People at Mepe are unable to cope with the foul smell coming from the badly contaminated floodwaters.

According to Dr. Archibald Yao Letsa, the regional minister, there were significant amounts of human waste from the communal pit latrines in the flood.

He promised that the Volta Regional Coordinating Council (VRCC) and NADMO would keep collaborating to make sure the public had a sufficient quantity of drinkable water.

He pleaded with the populace to avoid drinking surface water in the localities.

Parliamentary probe

Samuel Okudzeto Ablakwa, the Member of Parliament (MP) for the North Tongu Constituency, has demanded a parliamentary investigation of the Kpong and Akosombo dam spills, which have caused over 26,000 people to be displaced in the lower Volta Basin.

On the eve of the beginning of his Mobile Relief Caravan at Mepe, Mr. Ablakwa spoke with the Daily Graphic and stated that there were signs the Volta River Authority (VRA) would continue to spill more water, which would probably result in the displacement of even more communities and residents.

The MP said the VRA should be held accountable for the disaster and that the people should be made to receive compensation for their losses. “People must not get away with this so that there will be reforms in order that this does not recur,” Mr Ablakwa said. The Mobile Relief Caravan is a system designed by Mr Ablakwa to assist displaced persons in about 19 camps the MP had set up as a way of ameliorating the plight of the people. The North Tongu area, particularly Mepe, is the worst hit, with nearly 10,000 displaced as of last Monday. The relief caravan is expected to reach people who may not be able to access traditional relief distribution points, while also providing a more flexible and swift response to the crisis.


The villages’ primary sources of income, farming, and fishing, have been negatively damaged by the rising water levels, which have ruined the majority of farmlands and are also quite high in Volta Lake.

According to the National Inland Canoe Fishermen Council, fishing is no longer possible in the current environment.

In an effort to lessen the strain on local resources, Mr. Ablakwa has arranged for the distribution of a relief package to the 19 camps that includes, among other things, bags of rice, maize, sugar, cooking oil, canned fish, mosquito nets, detergents, tissue paper, mosquito repellents, sanitary towels, and life jackets.


Mr. Ablakwa described the accident as preventable and stated that his office had begun gathering information on all impacted individuals and destroyed properties, which they were now quantifying to allow affected individuals and households to get compensation.

In order to increase agricultural productivity, he recommended that the nation consider a technical solution to the problem, one that would allow the spilled water to be used for irrigation.

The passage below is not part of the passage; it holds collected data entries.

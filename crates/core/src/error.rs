//! Error types for session and authentication orchestration.

use thiserror::Error;

/// Errors produced by the client.
#[derive(Debug, Error)]
pub enum FiError {
	/// The request never produced an HTTP response (connect, timeout, TLS).
	#[error("Transport error: {0}")]
	Transport(String),

	/// A business operation was rejected until the session is linked to an
	/// external identity provider.
	#[error("Authentication required")]
	AuthRequired,

	/// The backend no longer recognizes the session id.
	#[error("Session not found: {0}")]
	SessionNotFound(String),

	/// Any other non-2xx response.
	#[error("Backend returned {status}: {message}")]
	Status { status: u16, message: String },

	#[error("Authentication URL unavailable: {0}")]
	AuthUrlUnavailable(String),

	#[error("Authentication timed out after {waited_secs}s")]
	AuthTimeout { waited_secs: u64 },

	#[error("Authentication failed: {0}")]
	AuthFailed(String),

	#[error("No active session")]
	NoSession,

	#[error("Authentication surface error: {0}")]
	Surface(String),

	#[error("Configuration error: {0}")]
	Config(String),

	#[error("IO error: {0}")]
	Io(#[from] std::io::Error),

	#[error("JSON error: {0}")]
	Json(#[from] serde_json::Error),

	#[error("Invalid URL: {0}")]
	Url(#[from] url::ParseError),
}

impl FiError {
	/// Returns true for failures worth polling through: the request never
	/// completed, the server was overloaded, or it asked us to back off.
	pub fn is_transient(&self) -> bool {
		match self {
			FiError::Transport(_) => true,
			FiError::Status { status, .. } => *status >= 500 || *status == 429,
			_ => false,
		}
	}
}

impl From<reqwest::Error> for FiError {
	fn from(err: reqwest::Error) -> Self {
		match err.status() {
			Some(status) => FiError::Status {
				status: status.as_u16(),
				message: err.to_string(),
			},
			None => FiError::Transport(err.to_string()),
		}
	}
}

pub type Result<T> = std::result::Result<T, FiError>;
//! Authentication handshake: polling, the pending-operation slot, and the
//! orchestrator that ties them to a surface.

mod events;
mod orchestrator;
mod pending;
mod poller;

pub use events::{AuthEvent, AuthState, Notice, NoticeLevel};
pub use orchestrator::{AuthOrchestrator, AuthPrompt, AuthResolution, Replay, Submission};
pub use pending::{Admission, Offer, PendingOperation, PendingPolicy, PendingSlot};
pub use poller::{CheckError, PollConfig, PollHandle, PollOutcome, StatusPoller};
//! Conversation history collaborator.
//!
//! The orchestrator never reads history; the CLI records chat turns here so
//! they can be listed later.

use std::fs::OpenOptions;
use std::io::{BufRead, BufReader, Write};
use std::path::{Path, PathBuf};
use std::time::{SystemTime, UNIX_EPOCH};

use serde::{Deserialize, Serialize};
use tracing::warn;

use crate::error::{FiError, Result};

#[derive(Debug, Clone, Copy, PartialEq, Eq, Serialize, Deserialize)]
#[serde(rename_all = "lowercase")]
pub enum Role {
	User,
	Assistant,
}

#[derive(Debug, Clone, PartialEq, Eq, Serialize, Deserialize)]
#[serde(rename_all = "camelCase")]
pub struct HistoryEntry {
	pub role: Role,
	pub content: String,
	#[serde(default, skip_serializing_if = "Vec::is_empty")]
	pub tools_used: Vec<String>,
	/// Milliseconds since the Unix epoch.
	pub at: u64,
}

impl HistoryEntry {
	pub fn new(role: Role, content: impl Into<String>) -> Self {
		Self {
			role,
			content: content.into(),
			tools_used: Vec::new(),
			at: SystemTime::now().duration_since(UNIX_EPOCH).map(|d| d.as_millis() as u64).unwrap_or_default(),
		}
	}

	pub fn with_tools(mut self, tools: Vec<String>) -> Self {
		self.tools_used = tools;
		self
	}
}

pub trait ConversationHistory {
	fn append(&self, chat_id: &str, entry: &HistoryEntry) -> Result<()>;

	/// Most recent `limit` entries, oldest first.
	fn load(&self, chat_id: &str, limit: usize) -> Result<Vec<HistoryEntry>>;
}

/// One JSON Lines file per chat.
#[derive(Debug, Clone)]
pub struct JsonlHistory {
	dir: PathBuf,
}

impl JsonlHistory {
	pub fn new(dir: impl Into<PathBuf>) -> Self {
		Self { dir: dir.into() }
	}

	pub fn dir(&self) -> &Path {
		&self.dir
	}

	fn file_for(&self, chat_id: &str) -> Result<PathBuf> {
		let valid = !chat_id.is_empty() && chat_id.chars().all(|c| c.is_ascii_alphanumeric() || c == '-' || c == '_');
		if !valid {
			return Err(FiError::Config(format!("invalid chat id '{chat_id}'")));
		}
		Ok(self.dir.join(format!("{chat_id}.jsonl")))
	}
}

impl ConversationHistory for JsonlHistory {
	fn append(&self, chat_id: &str, entry: &HistoryEntry) -> Result<()> {
		let path = self.file_for(chat_id)?;
		std::fs::create_dir_all(&self.dir)?;
		let mut file = OpenOptions::new().create(true).append(true).open(path)?;
		let mut line = serde_json::to_string(entry)?;
		line.push('\n');
		file.write_all(line.as_bytes())?;
		Ok(())
	}

	fn load(&self, chat_id: &str, limit: usize) -> Result<Vec<HistoryEntry>> {
		let path = self.file_for(chat_id)?;
		let file = match std::fs::File::open(&path) {
			Ok(file) => file,
			Err(err) if err.kind() == std::io::ErrorKind::NotFound => return Ok(Vec::new()),
			Err(err) => return Err(err.into()),
		};

		let mut entries = Vec::new();
		for (index, raw) in BufReader::new(file).split(b'\n').enumerate() {
			let line = match String::from_utf8(raw?) {
				Ok(line) => line,
				Err(err) => {
					warn!(target = "fi", path = %path.display(), line = index + 1, error = %err, "skipping history line that is not UTF-8");
					continue;
				}
			};
			if line.trim().is_empty() {
				continue;
			}
			match serde_json::from_str::<HistoryEntry>(&line) {
				Ok(entry) => entries.push(entry),
				Err(err) => warn!(target = "fi", path = %path.display(), line = index + 1, error = %err, "skipping malformed history line"),
			}
		}

		let skip = entries.len().saturating_sub(limit);
		Ok(entries.split_off(skip))
	}
}
mod auth;
mod health;
mod history;
mod ops;
mod session;

use fi::auth::AuthEvent;
use fi::{AuthResolution, FiError, HttpBackend, Replay, SessionController};
use tokio::sync::broadcast::{self, error::TryRecvError};
use tracing::info;

use crate::cli::{AuthAction, Cli, Commands, SessionAction};
use crate::context::{CommandContext, report_early_failure};
use crate::output::Diagnostic;

pub async fn dispatch(cli: Cli) -> anyhow::Result<()> {
	let command = command_name(&cli.command);
	let ctx = match CommandContext::from_cli(&cli) {
		Ok(ctx) => ctx,
		Err(err) => return report_early_failure(command, cli.format, err.into()),
	};

	match cli.command {
		Commands::Session { action } => session::run(action, &ctx, command).await,
		Commands::Auth { action } => auth::run(action, &ctx, command).await,
		Commands::Chat { message, no_wait } => ops::chat(message, no_wait, &ctx, command).await,
		Commands::Dashboard { no_wait } => ops::dashboard(no_wait, &ctx, command).await,
		Commands::Prefetch { no_wait } => ops::prefetch(no_wait, &ctx, command).await,
		Commands::History { limit } => history::run(limit, &ctx, command),
		Commands::Health => health::run(&ctx, command).await,
	}
}

fn command_name(command: &Commands) -> &'static str {
	match command {
		Commands::Session { action } => match action {
			SessionAction::Status => "session status",
			SessionAction::New => "session new",
			SessionAction::Clear => "session clear",
		},
		Commands::Auth { action } => match action {
			AuthAction::Login { .. } => "auth login",
			AuthAction::Status => "auth status",
		},
		Commands::Chat { .. } => "chat",
		Commands::Dashboard { .. } => "dashboard",
		Commands::Prefetch { .. } => "prefetch",
		Commands::History { .. } => "history",
		Commands::Health => "health",
	}
}

/// Collects handshake notices so they land in the result envelope.
pub(crate) struct Notices {
	rx: broadcast::Receiver<AuthEvent>,
}

impl Notices {
	pub(crate) fn watch(controller: &SessionController<HttpBackend>) -> Self {
		Self { rx: controller.subscribe() }
	}

	pub(crate) fn drain(mut self) -> Vec<Diagnostic> {
		let mut diagnostics = Vec::new();
		loop {
			match self.rx.try_recv() {
				Ok(AuthEvent::Notice(notice)) => diagnostics.push(Diagnostic::from(notice)),
				Ok(AuthEvent::StateChanged { .. }) | Err(TryRecvError::Lagged(_)) => {}
				Err(TryRecvError::Empty | TryRecvError::Closed) => break,
			}
		}
		diagnostics
	}
}

/// Blocks until the running handshake resolves or the user interrupts.
///
/// Returns the replayed operation when one was parked.
pub(crate) async fn wait_for_authentication(controller: &mut SessionController<HttpBackend>) -> anyhow::Result<Option<Replay>> {
	let timeout_secs = controller.orchestrator().poll_config().timeout.as_secs();
	info!(target = "fi", timeout_secs, "waiting for authentication to complete");

	let resolution = tokio::select! {
		resolution = controller.next_resolution() => resolution,
		_ = tokio::signal::ctrl_c() => None,
	};

	match resolution {
		Some(AuthResolution::Authenticated { replay }) => Ok(replay),
		Some(AuthResolution::TimedOut { waited_secs, .. }) => Err(FiError::AuthTimeout { waited_secs }.into()),
		Some(AuthResolution::Failed { reason, .. }) => Err(FiError::AuthFailed(reason).into()),
		None => {
			controller.cancel_auth();
			Err(FiError::AuthFailed("cancelled while waiting for authentication".into()).into())
		}
	}
}
//! Dedicated Chromium-family window the client can close after success.

use std::path::{Path, PathBuf};
use std::process::{Command, Stdio};

use tracing::{debug, warn};
use url::Url;

use super::{Surface, SurfaceHandle};
use crate::error::{FiError, Result};

#[derive(Debug, Clone, Default)]
pub struct BrowserWindow {
	executable: Option<PathBuf>,
}

impl BrowserWindow {
	/// Uses the first Chromium-family browser found on this machine.
	pub fn new() -> Self {
		Self { executable: None }
	}

	pub fn with_executable(path: impl Into<PathBuf>) -> Self {
		Self {
			executable: Some(path.into()),
		}
	}

	fn resolve_executable(&self) -> Result<PathBuf> {
		if let Some(path) = &self.executable {
			return Ok(path.clone());
		}
		find_browser_executable()
			.map(PathBuf::from)
			.ok_or_else(|| FiError::Surface("Could not find a Chrome/Chromium executable".into()))
	}
}

impl Surface for BrowserWindow {
	fn open(&self, url: &Url) -> Result<SurfaceHandle> {
		let executable = self.resolve_executable()?;

		let mut cmd = Command::new(&executable);
		cmd.args(["--new-window", "--no-first-run", "--no-default-browser-check", url.as_str()])
			.stdin(Stdio::null())
			.stdout(Stdio::null())
			.stderr(Stdio::null());

		#[cfg(unix)]
		std::os::unix::process::CommandExt::process_group(&mut cmd, 0);

		let child = cmd
			.spawn()
			.map_err(|e| FiError::Surface(format!("Failed to launch {}: {}", executable.display(), e)))?;
		debug!(target = "fi.surface", pid = child.id(), executable = %executable.display(), "browser window launched");
		Ok(SurfaceHandle::owned(url.clone(), child))
	}

	fn close(&self, handle: SurfaceHandle) {
		let Some(mut child) = handle.into_child() else {
			return;
		};
		if let Ok(Some(status)) = child.try_wait() {
			debug!(target = "fi.surface", %status, "browser window already exited");
			return;
		}
		match child.kill() {
			Ok(()) => {
				let _ = child.wait();
				debug!(target = "fi.surface", "browser window closed");
			}
			Err(err) => warn!(target = "fi.surface", error = %err, "failed to close browser window"),
		}
	}

	fn name(&self) -> &'static str {
		"window"
	}
}

fn find_browser_executable() -> Option<String> {
	let candidates: Vec<String> = if cfg!(target_os = "macos") {
		[
			"/Applications/Google Chrome.app/Contents/MacOS/Google Chrome",
			"/Applications/Brave Browser.app/Contents/MacOS/Brave Browser",
			"/Applications/Chromium.app/Contents/MacOS/Chromium",
			"/Applications/Microsoft Edge.app/Contents/MacOS/Microsoft Edge",
		]
		.into_iter()
		.map(str::to_string)
		.collect()
	} else if cfg!(target_os = "windows") {
		windows_browser_candidates()
	} else {
		[
			"google-chrome-stable",
			"google-chrome",
			"chromium-browser",
			"chromium",
			"brave-browser",
			"brave",
			"microsoft-edge",
			"/snap/bin/chromium",
		]
		.into_iter()
		.map(str::to_string)
		.collect()
	};

	candidates.into_iter().find(|candidate| is_available(candidate))
}

fn is_available(candidate: &str) -> bool {
	if candidate.starts_with('/') || candidate.contains('\\') || candidate.contains(':') {
		Path::new(candidate).exists()
	} else {
		which::which(candidate).is_ok()
	}
}

fn windows_browser_candidates() -> Vec<String> {
	let mut roots: Vec<PathBuf> = ["PROGRAMFILES", "PROGRAMFILES(X86)", "LOCALAPPDATA"]
		.into_iter()
		.filter_map(std::env::var_os)
		.map(PathBuf::from)
		.collect();
	if roots.is_empty() {
		roots.push(PathBuf::from(r"C:\Program Files"));
		roots.push(PathBuf::from(r"C:\Program Files (x86)"));
	}

	let suffixes: &[&[&str]] = &[
		&["Google", "Chrome", "Application", "chrome.exe"],
		&["Microsoft", "Edge", "Application", "msedge.exe"],
		&["BraveSoftware", "Brave-Browser", "Application", "brave.exe"],
	];

	let mut candidates: Vec<String> = roots
		.iter()
		.flat_map(|root| suffixes.iter().map(move |suffix| suffix.iter().fold(root.clone(), |path, part| path.join(part))))
		.map(|path| path.to_string_lossy().into_owned())
		.collect();
	candidates.extend(["chrome.exe", "msedge.exe", "brave.exe"].map(str::to_string));
	candidates
}
use std::path::Path;

use crate::cli::SessionAction;
use crate::context::CommandContext;
use crate::output::{SessionClearData, SessionNewData, SessionStatusData};

pub(crate) async fn run(action: SessionAction, ctx: &CommandContext, command: &str) -> anyhow::Result<()> {
	match action {
		SessionAction::Status => ctx.finish(command, status(ctx).await, Vec::new()),
		SessionAction::New => ctx.finish(command, renew(ctx).await, Vec::new()),
		SessionAction::Clear => ctx.finish(command, clear(ctx).await, Vec::new()),
	}
}

async fn status(ctx: &CommandContext) -> anyhow::Result<SessionStatusData> {
	let mut controller = ctx.controller()?;
	let startup = controller.start().await?;
	Ok(SessionStatusData {
		session_id: startup.session.id,
		origin: startup.origin,
		authenticated: startup.authenticated,
		state: controller.state(),
		session_file: controller.store().repository().path().map(Path::to_path_buf),
	})
}

async fn renew(ctx: &CommandContext) -> anyhow::Result<SessionNewData> {
	let mut controller = ctx.controller()?;
	let previous = controller.store().load().map(|session| session.id);
	let session = controller.reset_session().await?;
	Ok(SessionNewData {
		session_id: session.id,
		previous,
	})
}

async fn clear(ctx: &CommandContext) -> anyhow::Result<SessionClearData> {
	let mut controller = ctx.controller()?;
	let cleared = controller.logout().await?.map(|session| session.id);
	Ok(SessionClearData { cleared })
}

“The people gave out their lands for the construction of two dams so we can have electricity to industrialize and create jobs, and yet till date have not received compensations, and spilling the dam to displace them from their homes further should not be a price they should pay for such a strategic national asset,” Mr Ablakwa said.

Instead, he said, the people ought to be receiving gratitude from the VRA instead of being chased out of their homes and being “dehumanized while the authority gets away with it”.

He said while the community lauded the President for his visit, it would be more appropriate to develop immediate plans to alleviate the plight of the people.

“We have a humanitarian crisis at hand and people need food, blankets, mosquito nets, water, and electricity. In times like this too, we should be talking about compensation plans for the victims, considering that it is not a natural disaster but rather a violation of the rights of the people by the VRA,” Mr. Ablakwa said.

He commended the resilience of the youth in the community in saving children, the aged, and women from being drowned in their homes.